7 Mayıs 2012 Pazartesi

God's Light is OFF

         Ağzımda, herkesin küçükken deneyim sahibi olduğu bir pas tadı var.Peki ama neyin pası ki bu; korkunun, heyecanın, kanın, stresin, endişenin, demirin. Hiç bir fikrim yok neyin olduğuna dair. Garip yumru var gibi sanki ağzımın içine, o tadı salgılayarak farklı şeyler hissetmemi sağlıyordur, bilemem. Acaba bazen korkularımdan heyecan duyup haz almamın sebebi bu mu ki? Hangi insan bile bile, isteyerek korktuğu şeyi tekrar yaşamak ister ki?
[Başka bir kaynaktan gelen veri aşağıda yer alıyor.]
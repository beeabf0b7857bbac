//! Error types for zoya-core.

use thiserror::Error;

/// Result type alias using SrsError.
pub type Result<T> = std::result::Result<T, SrsError>;

/// Errors surfaced by the scheduling core.
#[derive(Debug, Error)]
pub enum SrsError {
    #[error("invalid grade value {0}, expected 0-3")]
    InvalidGrade(u8),

    #[error("no cards are due for review")]
    NothingDue,

    #[error("review session is already complete")]
    SessionComplete,
}

#[cfg(test)]
mod tests {
    use super::*;

    #[test]
    fn invalid_grade_names_the_value() {
        let err = SrsError::InvalidGrade(9);
        assert_eq!(err.to_string(), "invalid grade value 9, expected 0-3");
    }
}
         Karanlıktan korkuyorum; karanlıktayken hiç bir şeyi doğru düzgün göremezken, hava yoğunlaşıyor sanki bir katı madde gibi içime içime giriyor.Damarlarımı şişiriyor, dışarı çıkmak istiyor.Tırnaklarım ile derimi yüzesim geliyor, ses tellerimden ses yerine baloncuklar çıkıyor, bağırıyorum ama beynimin içinde bağırıyorum, defalarca yankılanıyor, beynim şişiyor.Bir anda ışık yandığında ise o şişlik sönüyor, rahatlıyorum, kendime gülüyorum.İşte bu iniş çıkış aynı korkuyu tekrar yaşama isteğine götürüyor beni çünkü; yine ışık yanacak mı sorusunun cevabı paha biçilemez.
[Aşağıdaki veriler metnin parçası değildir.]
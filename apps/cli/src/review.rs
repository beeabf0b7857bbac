//! Interactive review session.
//!
//! Thin terminal glue over [zoya_core::ReviewSession]: show the front of
//! the card, flip on Enter, take a grade, persist the updated card before
//! moving on. Quitting mid-session loses nothing because every grade is
//! saved as it happens.

use std::io::{self, BufRead, Write};

use rand::seq::SliceRandom;
use zoya_core::{due_cards, Card, Grade, ReviewSession};

use crate::store::{now_ms, CardStore};

/// What the user asked for at the grade prompt.
#[derive(Debug, Clone, Copy, PartialEq, Eq)]
enum PromptAction {
    Grade(Grade),
    Quit,
}

/// Parse one line of grade input: the numeric grades 0-3, each grade's
/// name or first letter, or q to quit. `None` means ask again.
fn parse_prompt(line: &str) -> Option<PromptAction> {
    let input = line.trim().to_ascii_lowercase();
    match input.as_str() {
        "q" | "quit" => Some(PromptAction::Quit),
        "a" | "again" => Some(PromptAction::Grade(Grade::Again)),
        "h" | "hard" => Some(PromptAction::Grade(Grade::Hard)),
        "g" | "good" => Some(PromptAction::Grade(Grade::Good)),
        "e" | "easy" => Some(PromptAction::Grade(Grade::Easy)),
        _ => input
            .parse::<u8>()
            .ok()
            .and_then(|value| Grade::from_value(value).ok())
            .map(PromptAction::Grade),
    }
}

pub fn run(store: &mut CardStore, shuffle: bool) -> anyhow::Result<()> {
    let mut due: Vec<Card> = due_cards(store.cards(), now_ms())
        .into_iter()
        .cloned()
        .collect();
    if shuffle {
        due.shuffle(&mut rand::thread_rng());
    }

    let mut session = match ReviewSession::start(due) {
        Ok(session) => session,
        Err(_) => {
            println!("No cards due for review! Great job!");
            return Ok(());
        }
    };

    tracing::debug!("starting session with {} cards", session.remaining());
    println!(
        "{} card(s) to review. Enter flips, a/h/g/e or 0-3 grades, q quits.",
        session.remaining()
    );

    let stdin = io::stdin();
    let mut input = stdin.lock();

    while let Some(card) = session.current().cloned() {
        println!();
        println!("── {} ──", card.term);
        if !wait_for_flip(&mut input)? {
            break;
        }
        print_back(&card);

        match read_grade(&mut input)? {
            PromptAction::Quit => break,
            PromptAction::Grade(grade) => {
                let updated = session.grade_current(grade, now_ms())?;
                store.update(updated)?;
                store.save()?;
            }
        }
    }

    if session.is_complete() {
        println!();
        println!(
            "Review session complete! {} review(s), {} lapse(s).",
            session.reviewed(),
            session.lapses()
        );
    } else {
        println!(
            "Progress saved. {} card(s) still due.",
            session.remaining()
        );
    }
    Ok(())
}

/// Wait for Enter; false on end of input.
fn wait_for_flip(input: &mut impl BufRead) -> io::Result<bool> {
    print!("[Enter] to flip ");
    io::stdout().flush()?;
    let mut line = String::new();
    Ok(input.read_line(&mut line)? != 0)
}

fn read_grade(input: &mut impl BufRead) -> io::Result<PromptAction> {
    loop {
        print!("(a)gain (h)ard (g)ood (e)asy (q)uit > ");
        io::stdout().flush()?;
        let mut line = String::new();
        if input.read_line(&mut line)? == 0 {
            return Ok(PromptAction::Quit);
        }
        match parse_prompt(&line) {
            Some(action) => return Ok(action),
            None => println!("Unrecognized grade."),
        }
    }
}

fn print_back(card: &Card) {
    if let Some(translation) = card.chinese_translation.as_deref() {
        println!("  {translation}");
    }
    if !card.definition.is_empty() {
        println!("  {}", card.definition);
    }
    if !card.layman.is_empty() {
        println!("  In plain terms: {}", card.layman);
    }
    if !card.example.is_empty() {
        println!("  Example: {}", card.example);
    }
    for sentence in &card.sentences {
        println!("  - {sentence}");
    }
}

#[cfg(test)]
mod tests {
    use super::*;

    #[test]
    fn letters_and_words_map_to_grades() {
        assert_eq!(parse_prompt("a"), Some(PromptAction::Grade(Grade::Again)));
        assert_eq!(parse_prompt("hard"), Some(PromptAction::Grade(Grade::Hard)));
        assert_eq!(parse_prompt("G"), Some(PromptAction::Grade(Grade::Good)));
        assert_eq!(parse_prompt("Easy"), Some(PromptAction::Grade(Grade::Easy)));
    }

    #[test]
    fn numeric_grades_are_accepted() {
        assert_eq!(parse_prompt("0"), Some(PromptAction::Grade(Grade::Again)));
        assert_eq!(parse_prompt("3"), Some(PromptAction::Grade(Grade::Easy)));
    }

    #[test]
    fn out_of_range_numbers_are_refused() {
        assert_eq!(parse_prompt("4"), None);
        assert_eq!(parse_prompt("255"), None);
        assert_eq!(parse_prompt("-1"), None);
    }

    #[test]
    fn quit_is_case_insensitive() {
        assert_eq!(parse_prompt("q"), Some(PromptAction::Quit));
        assert_eq!(parse_prompt("QUIT"), Some(PromptAction::Quit));
    }

    #[test]
    fn surrounding_whitespace_is_ignored() {
        assert_eq!(parse_prompt("  g \n"), Some(PromptAction::Grade(Grade::Good)));
        assert_eq!(parse_prompt("   "), None);
    }
}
         Peki ya bir gün ışık yanmaktan vazgeçerse, ya ben karanlığa hapsolursam, çevremdeki renkleri duyamazsam, duyguları tadamazsam, sesleri göremezsem kısacası bütün duyularımı kaybedersem, varlığımdan şüphe etmez miyim? Beynim artık benim hapishanem olur çünkü; varlığından emin olduğum tek şey odur. Onun içinde yaşar, büyür, hayat kurar ve ölürüm defalarca.Olası tüm evrenleri yaşatırım beynimin içinde.Peki ya şu an bizde başka birinin beynindeysek, misal tanrının; ya onun olası evrenlerinden birini yaşıyorsak ve bu evren bittiğinde yeni bir evrende tekrar var olacaksak.O zaman tanrının ışığını "kim" söndürdü?